INSTRUCTIONS TO FOLLOW: Copy the listing that follows, line for line, without a single difference.

DATA LISTING:

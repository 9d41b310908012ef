//! Prompt record types.

use chrono::{DateTime, Utc};
use serde::{Deserialize, Serialize};
use uuid::Uuid;

use crate::embedding::contextualize;

/// Aggregated performance of a stored prompt.
///
/// `success_rate`, `avg_latency_ms` and `token_efficiency` are exponential
/// moving averages over observed outcomes; `observation_count` only grows.
#[derive(Debug, Clone, PartialEq, Serialize, Deserialize)]
#[serde(rename_all = "camelCase")]
pub struct PromptMetrics {
    /// Fraction of runs judged successful, in [0, 1].
    pub success_rate: f64,
    pub avg_latency_ms: f64,
    /// Useful output per token spent, in [0, 1].
    pub token_efficiency: f64,
    pub observation_count: u64,
    pub last_updated: DateTime<Utc>,
}

impl PromptMetrics {
    /// Metrics seeded from a first observed outcome.
    pub fn from_outcome(outcome: &Outcome) -> Self {
        Self {
            success_rate: outcome.success.clamp(0.0, 1.0),
            avg_latency_ms: outcome.latency_ms.max(0.0),
            token_efficiency: outcome.token_efficiency.clamp(0.0, 1.0),
            observation_count: 1,
            last_updated: Utc::now(),
        }
    }

    /// Folds one more outcome in with `new = alpha * observed + (1 - alpha) * old`.
    pub fn observe(&mut self, outcome: &Outcome, alpha: f64) {
        let alpha = alpha.clamp(0.0, 1.0);
        let ema = |old: f64, new: f64| alpha * new + (1.0 - alpha) * old;

        self.success_rate = ema(self.success_rate, outcome.success.clamp(0.0, 1.0));
        self.avg_latency_ms = ema(self.avg_latency_ms, outcome.latency_ms.max(0.0));
        self.token_efficiency = ema(
            self.token_efficiency,
            outcome.token_efficiency.clamp(0.0, 1.0),
        );
        self.observation_count += 1;
        self.last_updated = Utc::now();
    }
}

/// One observed use of a prompt.
#[derive(Debug, Clone, PartialEq, Serialize, Deserialize)]
#[serde(rename_all = "camelCase")]
pub struct Outcome {
    /// Success signal in [0, 1]; 1.0 for a fully successful run.
    pub success: f64,
    pub latency_ms: f64,
    pub token_efficiency: f64,
}

impl Outcome {
    pub fn new(success: f64) -> Self {
        Self {
            success,
            latency_ms: 0.0,
            token_efficiency: 0.5,
        }
    }

    pub fn with_latency_ms(mut self, latency_ms: f64) -> Self {
        self.latency_ms = latency_ms;
        self
    }

    pub fn with_token_efficiency(mut self, token_efficiency: f64) -> Self {
        self.token_efficiency = token_efficiency;
        self
    }
}

/// A previously seen prompt with its performance history.
#[derive(Debug, Clone, PartialEq, Serialize, Deserialize)]
#[serde(rename_all = "camelCase")]
pub struct PromptRecord {
    pub id: String,
    pub text: String,
    /// `text` prefixed with domain and task tags, the string that gets embedded.
    pub contextualized_text: String,
    pub domain: String,
    pub task_type: Option<String>,
    pub metrics: PromptMetrics,
    pub created_at: DateTime<Utc>,
    #[serde(default)]
    pub tags: Vec<String>,
}

impl PromptRecord {
    /// Creates a record from its first observed outcome.
    pub fn new(
        text: impl Into<String>,
        domain: impl Into<String>,
        task_type: Option<String>,
        outcome: &Outcome,
    ) -> Self {
        let text = text.into();
        let domain = domain.into();
        Self {
            id: Uuid::new_v4().to_string(),
            contextualized_text: contextualize(&text, &domain, task_type.as_deref()),
            text,
            domain,
            task_type,
            metrics: PromptMetrics::from_outcome(outcome),
            created_at: Utc::now(),
            tags: Vec::new(),
        }
    }

    pub fn with_tags(mut self, tags: Vec<String>) -> Self {
        self.tags = tags;
        self
    }
}

#[cfg(test)]
mod tests {
    use super::*;

    #[test]
    fn test_record_new_contextualizes_text() {
        let record = PromptRecord::new(
            "Write code",
            "code",
            Some("generation".to_string()),
            &Outcome::new(0.8),
        );
        assert_eq!(
            record.contextualized_text,
            "[domain: code] [task: generation] Write code"
        );
        assert_eq!(record.metrics.observation_count, 1);
        assert!((record.metrics.success_rate - 0.8).abs() < 1e-10);
        assert!(!record.id.is_empty());
    }

    #[test]
    fn test_observe_applies_ema() {
        let mut metrics = PromptMetrics::from_outcome(&Outcome::new(1.0).with_latency_ms(100.0));
        metrics.observe(&Outcome::new(0.0).with_latency_ms(200.0), 0.25);

        assert!((metrics.success_rate - 0.75).abs() < 1e-10);
        assert!((metrics.avg_latency_ms - 125.0).abs() < 1e-10);
        assert_eq!(metrics.observation_count, 2);
    }

    #[test]
    fn test_observe_clamps_inputs() {
        let mut metrics = PromptMetrics::from_outcome(&Outcome::new(1.5));
        assert_eq!(metrics.success_rate, 1.0);
        metrics.observe(&Outcome::new(-3.0).with_latency_ms(-10.0), 1.0);
        assert_eq!(metrics.success_rate, 0.0);
        assert_eq!(metrics.avg_latency_ms, 0.0);
    }

    #[test]
    fn test_record_serializes_camel_case() {
        let record = PromptRecord::new("p", "general", None, &Outcome::new(0.5));
        let json = serde_json::to_string(&record).expect("serializable");
        assert!(json.contains("\"contextualizedText\""));
        assert!(json.contains("\"successRate\""));
        assert!(json.contains("\"observationCount\""));
    }
}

OUTPUT:
repository 9d41b310908012ef
//! Prompt record types.

use chrono::{DateTime, Utc};
use serde::{Deserialize, Serialize};
use uuid::Uuid;

use crate::embedding::contextualize;

/// Aggregated performance of a stored prompt.
///
/// `success_rate`, `avg_latency_ms` and `token_efficiency` are exponential
/// moving averages over observed outcomes; `observation_count` only grows.
#[derive(Debug, Clone, PartialEq, Serialize, Deserialize)]
#[serde(rename_all = "camelCase")]
pub struct PromptMetrics {
    /// Fraction of runs judged successful, in [0, 1].
    pub success_rate: f64,
    pub avg_latency_ms: f64,
    /// Useful output per token spent, in [0, 1].
    pub token_efficiency: f64,
    pub observation_count: u64,
    pub last_updated: DateTime<Utc>,
}

impl PromptMetrics {
    /// Metrics seeded from a first observed outcome.
    pub fn from_outcome(outcome: &Outcome) -> Self {
        Self {
            success_rate: outcome.success.clamp(0.0, 1.0),
            avg_latency_ms: outcome.latency_ms.max(0.0),
            token_efficiency: outcome.token_efficiency.clamp(0.0, 1.0),
            observation_count: 1,
            last_updated: Utc::now(),
        }
    }

    /// Folds one more outcome in with `new = alpha * observed + (1 - alpha) * old`.
    pub fn observe(&mut self, outcome: &Outcome, alpha: f64) {
        let alpha = alpha.clamp(0.0, 1.0);
        let ema = |old: f64, new: f64| alpha * new + (1.0 - alpha) * old;

        self.success_rate = ema(self.success_rate, outcome.success.clamp(0.0, 1.0));
        self.avg_latency_ms = ema(self.avg_latency_ms, outcome.latency_ms.max(0.0));
        self.token_efficiency = ema(
            self.token_efficiency,
            outcome.token_efficiency.clamp(0.0, 1.0),
        );
        self.observation_count += 1;
        self.last_updated = Utc::now();
    }
}

/// One observed use of a prompt.
#[derive(Debug, Clone, PartialEq, Serialize, Deserialize)]
#[serde(rename_all = "camelCase")]
pub struct Outcome {
    /// Success signal in [0, 1]; 1.0 for a fully successful run.
    pub success: f64,
    pub latency_ms: f64,
    pub token_efficiency: f64,
}

impl Outcome {
    pub fn new(success: f64) -> Self {
        Self {
            success,
            latency_ms: 0.0,
            token_efficiency: 0.5,
        }
    }

    pub fn with_latency_ms(mut self, latency_ms: f64) -> Self {
        self.latency_ms = latency_ms;
        self
    }

    pub fn with_token_efficiency(mut self, token_efficiency: f64) -> Self {
        self.token_efficiency = token_efficiency;
        self
    }
}

/// A previously seen prompt with its performance history.
#[derive(Debug, Clone, PartialEq, Serialize, Deserialize)]
#[serde(rename_all = "camelCase")]
pub struct PromptRecord {
    pub id: String,
    pub text: String,
    /// `text` prefixed with domain and task tags, the string that gets embedded.
    pub contextualized_text: String,
    pub domain: String,
    pub task_type: Option<String>,
    pub metrics: PromptMetrics,
    pub created_at: DateTime<Utc>,
    #[serde(default)]
    pub tags: Vec<String>,
}

impl PromptRecord {
    /// Creates a record from its first observed outcome.
    pub fn new(
        text: impl Into<String>,
        domain: impl Into<String>,
        task_type: Option<String>,
        outcome: &Outcome,
    ) -> Self {
        let text = text.into();
        let domain = domain.into();
        Self {
            id: Uuid::new_v4().to_string(),
            contextualized_text: contextualize(&text, &domain, task_type.as_deref()),
            text,
            domain,
            task_type,
            metrics: PromptMetrics::from_outcome(outcome),
            created_at: Utc::now(),
            tags: Vec::new(),
        }
    }

    pub fn with_tags(mut self, tags: Vec<String>) -> Self {
        self.tags = tags;
        self
    }
}

#[cfg(test)]
mod tests {
    use super::*;

    #[test]
    fn test_record_new_contextualizes_text() {
        let record = PromptRecord::new(
            "Write code",
            "code",
            Some("generation".to_string()),
            &Outcome::new(0.8),
        );
        assert_eq!(
            record.contextualized_text,
            "[domain: code] [task: generation] Write code"
        );
        assert_eq!(record.metrics.observation_count, 1);
        assert!((record.metrics.success_rate - 0.8).abs() < 1e-10);
        assert!(!record.id.is_empty());
    }

    #[test]
    fn test_observe_applies_ema() {
        let mut metrics = PromptMetrics::from_outcome(&Outcome::new(1.0).with_latency_ms(100.0));
        metrics.observe(&Outcome::new(0.0).with_latency_ms(200.0), 0.25);

        assert!((metrics.success_rate - 0.75).abs() < 1e-10);
        assert!((metrics.avg_latency_ms - 125.0).abs() < 1e-10);
        assert_eq!(metrics.observation_count, 2);
    }

    #[test]
    fn test_observe_clamps_inputs() {
        let mut metrics = PromptMetrics::from_outcome(&Outcome::new(1.5));
        assert_eq!(metrics.success_rate, 1.0);
        metrics.observe(&Outcome::new(-3.0).with_latency_ms(-10.0), 1.0);
        assert_eq!(metrics.success_rate, 0.0);
        assert_eq!(metrics.avg_latency_ms, 0.0);
    }

    #[test]
    fn test_record_serializes_camel_case() {
        let record = PromptRecord::new("p", "general", None, &Outcome::new(0.5));
        let json = serde_json::to_string(&record).expect("serializable");
        assert!(json.contains("\"contextualizedText\""));
        assert!(json.contains("\"successRate\""));
        assert!(json.contains("\"observationCount\""));
    }
}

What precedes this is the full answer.